A proposta de reforma administrativa que o presidente Jair Bolsonaro está encaminhando ao Congresso depois de tantas idas e vindas tem potencial para corrigir distorções históricas, mas convém não tratá-la como panaceia.
Parte do que está sendo proposto já existe na legislação desde o governo do presidente Fernando Henrique Cardoso. É o caso da demissão de servidores públicos por insuficiência de desempenho, que nunca chegou a ser aplicada por falta de regulamentação.
Três pontos merecem aplausos — e deveriam ser estendidos pelo Congresso para os atuais servidores: o fim da aposentadoria compulsória como punição para quem comete delitos, como ocorre hoje no Judiciário e no Ministério Público; o fim das férias de 60 dias, privilégio de uma casta; e o fim das parcelas indenizatórias que extrapolam o teto e fazem com que hoje os portais de transparência exibam contracheques superiores a R$ 100 mil, sobretudo no Judiciário.
A quebra da estabilidade é o ponto mais polêmico. A lei precisa proteger os servidores públicos da perseguição política, das pressões indevidas de agente econômicos (caso das licitações) e da ingerência de chefetes que nem sempre conhecem a área para a qual são promovidos. A avaliação se faz necessária não só para expurgar quem não entrega o que está no seu contrato, mas, principalmente, para estimular o aperfeiçoamento, a produtividade e a melhoria do serviço público.
Não é simples criar processos de avaliação que retratem efetivamente o desempenho de um servidor público. Por muito tempo, em diferentes carreiras, as promoções foram assentadas em dois pilares: tempo de serviço, o que não faz sentido quando se tem estabilidade, e títulos, que podem significar tudo ou nada. Tudo se o que se aprende for aplicado na qualificação do trabalho, nada se for apenas um diploma para encorpar currículo.
Formação continuada é importante em todas as áreas, para que o servidor, assim como o trabalhador do setor privado, não fique parado no tempo, mas só a apresentação de certificados de conclusão não basta em uma avaliação. A dificuldade é criar parâmetros que, de fato, reflitam o desempenho.

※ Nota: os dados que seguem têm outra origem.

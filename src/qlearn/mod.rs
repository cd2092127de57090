pub mod config;
pub mod reward;
pub mod selector;
pub mod store;
pub mod types;

pub use config::SelectorConfig;
pub use selector::{AdaptiveSelector, SelectorError};
pub use store::{JsonFileStore, MemoryStore, StoreError, TableDocument, TableStore};
pub use types::{
    Difficulty, ExerciseType, LevelCatalog, LevelSpec, Selection, SelectionSource, StateKey,
};
use crate::{AppState, ImagePhase, JobStatus, Verification};

#[derive(Debug, Clone, PartialEq, Eq)]
pub enum Screen {
    SignedOut,
    SignedIn(Box<SignedInView>),
}

#[derive(Debug, Clone, PartialEq, Eq)]
pub struct AppViewModel {
    pub screen: Screen,
    pub notice: Option<String>,
}

#[derive(Debug, Clone, PartialEq, Eq)]
pub struct SignedInView {
    pub user: UserView,
    pub selected: Option<SelectedFileView>,
    pub can_upload: bool,
    pub uploading: bool,
    pub can_use_test_image: bool,
    pub job: Option<JobCardView>,
}

#[derive(Debug, Clone, PartialEq, Eq)]
pub struct UserView {
    pub name: String,
    pub email: String,
    pub picture: String,
    pub verification: &'static str,
}

#[derive(Debug, Clone, PartialEq, Eq)]
pub struct SelectedFileView {
    pub name: String,
    pub size: u64,
}

#[derive(Debug, Clone, Copy, PartialEq, Eq)]
pub enum StatusBadge {
    Processing,
    Completed,
    Failed,
}

#[derive(Debug, Clone, PartialEq, Eq)]
pub struct JobCardView {
    pub badge: StatusBadge,
    /// `(stage, percent)` while processing.
    pub progress: Option<(String, u8)>,
    pub comparison: Option<ComparisonView>,
    pub download_available: bool,
    pub downloading: bool,
    pub saved_to: Option<String>,
    pub error_line: Option<String>,
}

/// Original and enhanced image, side by side.
#[derive(Debug, Clone, PartialEq, Eq)]
pub struct ComparisonView {
    pub original_preview: String,
    pub enhanced_url: String,
    pub enhanced: EnhancedView,
}

#[derive(Debug, Clone, PartialEq, Eq)]
pub enum EnhancedView {
    Loading,
    Retrying { attempt: u32, max: u32 },
    Loaded { bytes: u64 },
    Failed { placeholder: String },
}

impl AppViewModel {
    pub(crate) fn project(state: &AppState) -> Self {
        let notice = state.notice().map(ToOwned::to_owned);
        let Some(session) = state.session() else {
            return Self {
                screen: Screen::SignedOut,
                notice,
            };
        };

        let user = UserView {
            name: session.name.clone(),
            email: session.email.clone(),
            picture: session.picture.clone(),
            verification: match session.verification {
                Verification::Unverified => "unverified",
                Verification::Pending => "verifying",
                Verification::Verified => "verified",
                Verification::Rejected(_) => "rejected",
            },
        };

        let upload_gate = !state.settings().require_verified_session
            || session.verification == Verification::Verified;

        let view = SignedInView {
            user,
            selected: state.selected().map(|file| SelectedFileView {
                name: file.name.clone(),
                size: file.size(),
            }),
            can_upload: state.selected().is_some() && !state.is_uploading() && upload_gate,
            uploading: state.is_uploading(),
            can_use_test_image: state.selected().is_none()
                && state.settings().test_image_url.is_some(),
            job: job_card(state),
        };

        Self {
            screen: Screen::SignedIn(Box::new(view)),
            notice,
        }
    }
}

fn job_card(state: &AppState) -> Option<JobCardView> {
    let job = state.job()?;
    let badge = match job.status {
        JobStatus::Processing => StatusBadge::Processing,
        JobStatus::Completed => StatusBadge::Completed,
        JobStatus::Failed => StatusBadge::Failed,
    };

    let progress = (job.status == JobStatus::Processing).then(|| {
        (
            job.stage
                .clone()
                .unwrap_or_else(|| "Processing...".to_string()),
            job.progress.unwrap_or(0),
        )
    });

    let comparison = match (&job.status, &job.download_url, state.selected()) {
        (JobStatus::Completed, Some(url), Some(original)) => Some(ComparisonView {
            original_preview: original.preview.clone(),
            enhanced_url: url.clone(),
            enhanced: enhanced_view(state),
        }),
        _ => None,
    };

    Some(JobCardView {
        badge,
        progress,
        comparison,
        download_available: job.status == JobStatus::Completed && job.download_url.is_some(),
        downloading: state.is_downloading(),
        saved_to: state.last_download().map(ToOwned::to_owned),
        error_line: job.error.as_ref().map(|error| format!("Error: {error}")),
    })
}

fn enhanced_view(state: &AppState) -> EnhancedView {
    let enhanced = state.enhanced();
    let max = state.settings().image.max_retries;
    match enhanced.phase {
        ImagePhase::Idle | ImagePhase::Loading => EnhancedView::Loading,
        ImagePhase::Retrying => EnhancedView::Retrying {
            attempt: enhanced.retries,
            max,
        },
        ImagePhase::Loaded { bytes } => EnhancedView::Loaded { bytes },
        ImagePhase::Failed => EnhancedView::Failed {
            placeholder: format!("Failed to load image after {max} attempts"),
        },
    }
}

A reforma administrativa só será aprovada se os presidentes da Câmara, Rodrigo Maia, e do Senado, Davi Alcolumbre, fizerem dela uma questão de honra para marcar o mandato que termina em 31 de janeiro. A campanha eleitoral que começa em 27 de setembro, combinada com a pandemia de coronavírus, deve atrapalhar o ritmo do Congresso pelo menos até o final de novembro. Em seguida vem o recesso e a desmobilização.
Um dos pontos mais relevantes da proposta é a redução dos salários de ingresso no serviço público. Tem razão o ministro Paulo Guedes quando diz que não faz sentido um jovem prestar concurso público e começar recebendo salário próximo do teto, muito superior ao que ganharia na iniciativa privada.